Far from foreshadowing a renewed Islamist State interest in the subcontinent, the Sri Lanka attacks are pointers to the progression of both the Islamist State and Al Qaeda presences in the area.  Both groups have been competing for recruitment since 2015. 

According to the Soufan Center, a New York based group that monitors global security threats,  the Sri Lanka bombings bore all the “hallmarks” of “attacks by other Salafi-jihadist groups, particularly those where local groups receive foreign support.” A report released by the Center in January said Al Qaeda and Islamic State wanted to recruit followers in South Asia and that their propaganda “highlighted injustices against Muslims in Bangladesh, Myanmar, India, and Sri Lanka.”

While the Islamic State (ISIS) claimed responsibility for the SL attacks, al Qaeda’s growing presence in the area bears scrutiny. On July 13, 2017, Katherine Zimmerman a research fellow at the American Enterprise Institute testifying before the House Homeland Security Committee Subcommittee warned that al Qaeda was a ‘persistent threat,” that “US strategy is setting the stage for al Qaeda to lead the Salafi-jihadi movement,” and that “Al Qaeda’s objectives remain “to unify the umma, Muslim community, in a struggle to destroy current Muslim societies and build in their stead what al Qaeda considers to be true Islamic polities and eventually, a caliphate.”

The Hudson Institute’s Husain Haqqani notes that jihad on the Indian subcontinent was prophesied in Islamist texts with several versions of Hadith predicting the invasion of India – also called “the great battle of India” – and referred to as the Ghazwa-e-Hind Hadith.

In recent times, there’s been a revival of the Ghazwa-e-Hind prophecy by several groups such as the Tehrik-e-Taliban Pakistan (TTP), an offshoot of the Taliban.  The militant Islamist group Jamaat ul Ahrar maintains that Hind at the time of the Prophet Muhammad referred to a very large area that includes the entire modern-day South Asia, including Sri Lanka, and Myanmar. The group has vowed that its jihad “will not stop till Pakistan is conquered but we will keep fighting until entire Hind is under the Sharia of Allah…”

In Sept 2014, Ayman al-Zawahiri (al-Qaeda leader) announced the formation of al-Qaeda in the Indian Subcontinent (AQIS) and said the group plans to raise the flag of jihad in the whole region and warned that Ghazwa-e-Hind has only just begun.

Considering Sources

Amarasingam introduces the piece as being “based on a thorough mining of open-source and media reports on the attack as well as several interviews with religious leaders and activists in the affected areas…”

Well, yes, there’s thorough mining of published sources, but few primary sources.  An unnamed “community activist” from Kattankudy and one “Riyaz” are sourced several times.

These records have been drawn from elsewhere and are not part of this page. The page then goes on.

//! Configuration schema definitions.
//!
//! Every section is `#[serde(default)]`, so a file only needs the keys it
//! changes.

use super::error::{ConfigError, ConfigResult};
use crate::port::{DataBits, Parity, PortConfiguration, StopBits};
use serde::{Deserialize, Serialize};
use std::collections::HashMap;
use std::time::Duration;

/// Root configuration structure.
#[derive(Debug, Clone, Default, PartialEq, Serialize, Deserialize)]
#[serde(default)]
pub struct Config {
    /// Device and line settings
    pub port: PortSection,
    /// Open budget, write timeout and deadline
    pub timeouts: TimeoutsConfig,
    /// Logging configuration
    pub logging: LoggingConfig,
}

impl Config {
    /// Build the configuration handed to `GuardedPort::open`.
    pub fn port_configuration(&self) -> ConfigResult<PortConfiguration> {
        let data_bits = DataBits::try_from(self.port.data_bits)
            .map_err(|e| ConfigError::validation("port.data_bits", e.to_string()))?;
        let stop_bits = StopBits::try_from(self.port.stop_bits)
            .map_err(|e| ConfigError::validation("port.stop_bits", e.to_string()))?;
        if self.port.baud_rate == 0 {
            return Err(ConfigError::validation("port.baud_rate", "must be positive"));
        }

        Ok(PortConfiguration::new(self.port.resolve_name(), self.port.baud_rate)
            .data_bits(data_bits)
            .stop_bits(stop_bits)
            .parity(self.port.parity)
            .timeout(self.port.read_timeout()))
    }

    /// The configuration as a `serio.toml` document.
    pub fn to_toml(&self) -> ConfigResult<String> {
        Ok(toml::to_string_pretty(self)?)
    }
}

/// `[port]` section.
#[derive(Debug, Clone, PartialEq, Serialize, Deserialize)]
#[serde(default)]
pub struct PortSection {
    /// Device name or alias
    pub name: String,
    pub baud_rate: u32,
    /// 5 to 8
    pub data_bits: u8,
    /// 1 or 2
    pub stop_bits: u8,
    pub parity: Parity,
    /// Baseline read timeout in milliseconds, 0 for none
    pub read_timeout_ms: u64,
    /// Friendly names for device paths
    #[serde(default)]
    pub aliases: HashMap<String, String>,
}

impl Default for PortSection {
    fn default() -> Self {
        Self {
            name: default_device().to_string(),
            baud_rate: 115200,
            data_bits: 8,
            stop_bits: 1,
            parity: Parity::None,
            read_timeout_ms: 3000,
            aliases: HashMap::new(),
        }
    }
}

impl PortSection {
    pub fn read_timeout(&self) -> Duration {
        Duration::from_millis(self.read_timeout_ms)
    }

    /// The device path, looked up through `aliases` first.
    pub fn resolve_name(&self) -> String {
        self.aliases
            .get(&self.name)
            .cloned()
            .unwrap_or_else(|| self.name.clone())
    }
}

#[cfg(windows)]
fn default_device() -> &'static str {
    "COM1"
}

#[cfg(not(windows))]
fn default_device() -> &'static str {
    "/dev/ttyUSB0"
}

/// `[timeouts]` section. Zero disables a bound.
#[derive(Debug, Clone, PartialEq, Eq, Serialize, Deserialize)]
#[serde(default)]
pub struct TimeoutsConfig {
    /// Budget for opening the device
    pub open_ms: u64,
    /// Per-write timeout, used while no deadline is set
    pub write_ms: u64,
    /// Deadline for all I/O, counted from the moment the port is open
    pub deadline_ms: u64,
}

impl Default for TimeoutsConfig {
    fn default() -> Self {
        Self {
            open_ms: 10_000,
            write_ms: 2_000,
            deadline_ms: 5_000,
        }
    }
}

impl TimeoutsConfig {
    pub fn open_timeout(&self) -> Option<Duration> {
        (self.open_ms > 0).then(|| Duration::from_millis(self.open_ms))
    }

    pub fn write_timeout(&self) -> Duration {
        Duration::from_millis(self.write_ms)
    }

    pub fn deadline(&self) -> Option<Duration> {
        (self.deadline_ms > 0).then(|| Duration::from_millis(self.deadline_ms))
    }
}

/// `[logging]` section.
#[derive(Debug, Clone, PartialEq, Eq, Serialize, Deserialize)]
#[serde(default)]
pub struct LoggingConfig {
    /// Filter directive: "trace", "debug", "info", "warn", "error", or a
    /// full `EnvFilter` string. `RUST_LOG` takes precedence.
    pub level: String,
    /// Log format: "json", "pretty", "compact"
    pub format: LogFormat,
}

impl Default for LoggingConfig {
    fn default() -> Self {
        Self {
            level: "info".to_string(),
            format: LogFormat::Pretty,
        }
    }
}

/// Log output format.
#[derive(Debug, Clone, Copy, Default, PartialEq, Eq, Serialize, Deserialize)]
#[serde(rename_all = "lowercase")]
pub enum LogFormat {
    /// JSON format
    Json,
    /// Pretty format with colors
    #[default]
    Pretty,
    /// Compact format
    Compact,
}

impl std::str::FromStr for LogFormat {
    type Err = String;

    fn from_str(s: &str) -> Result<Self, Self::Err> {
        match s.to_ascii_lowercase().as_str() {
            "json" => Ok(Self::Json),
            "pretty" => Ok(Self::Pretty),
            "compact" => Ok(Self::Compact),
            other => Err(format!("unknown log format: {other}")),
        }
    }
}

The information about 56 people being arrested taken from an internal CID report dated May 7, 2019 (which Amarasingam apparently received from a local journalist) was already outdated since 70 suspects had been arrested by April 26. And the morsel about Mohamed Ibrahim Naufer “thought to have been appointed to succeed the leader of the group who perished during the suicide attack” was also stale by that date since it was mentioned by local news outlets on May 1.

Where’s the why?

Amarasingam rehashes known published information regarding the timeline of the attacks and details about the attackers with almost no discussion on why – the ideology.  The article contains a cursory mention of Salafism and nothing of Wahabism.  This might be in keeping with US guidelines since the piece appears in the online magazine published by West Point’s CTC – (Combating Terrorism Center).  The Pentagon refers to the enemy America has been fighting for 15 years as “violent extremist organizations” and singles out al Qaeda and Islamic State (ISIS), but does not mention Salafist or Wahabist ideology.

Important to note in this context: on May 9 local news outlets and (on May 11) Reuters reported that Sri Lankan authorities had arrested a Saudi-educated scholar for suspected ties with Zahran Hashim, “throwing a spotlight on the rising influence of Salafi-Wahabi Islam on the island’s Muslims.”  Mohamed Aliyar, 60, was identified as the founder of the Centre for Islamic Guidance (CIG), which boasts a mosque, a religious school and a library in Zahran’s hometown of Kattankudy.   Authorities said he had close contact and financial dealings with Zahran and that Aliyar was “involved” with training the Easter Sunday suicide bombers in Hambantota. Reuters quoted two Muslim community sources in Kattankudy as saying that Aliyar’s hardline views were partly shaped by ultra-conservative Salafi-Wahabi texts that he picked up at the CIG’s library around 2-3 years ago.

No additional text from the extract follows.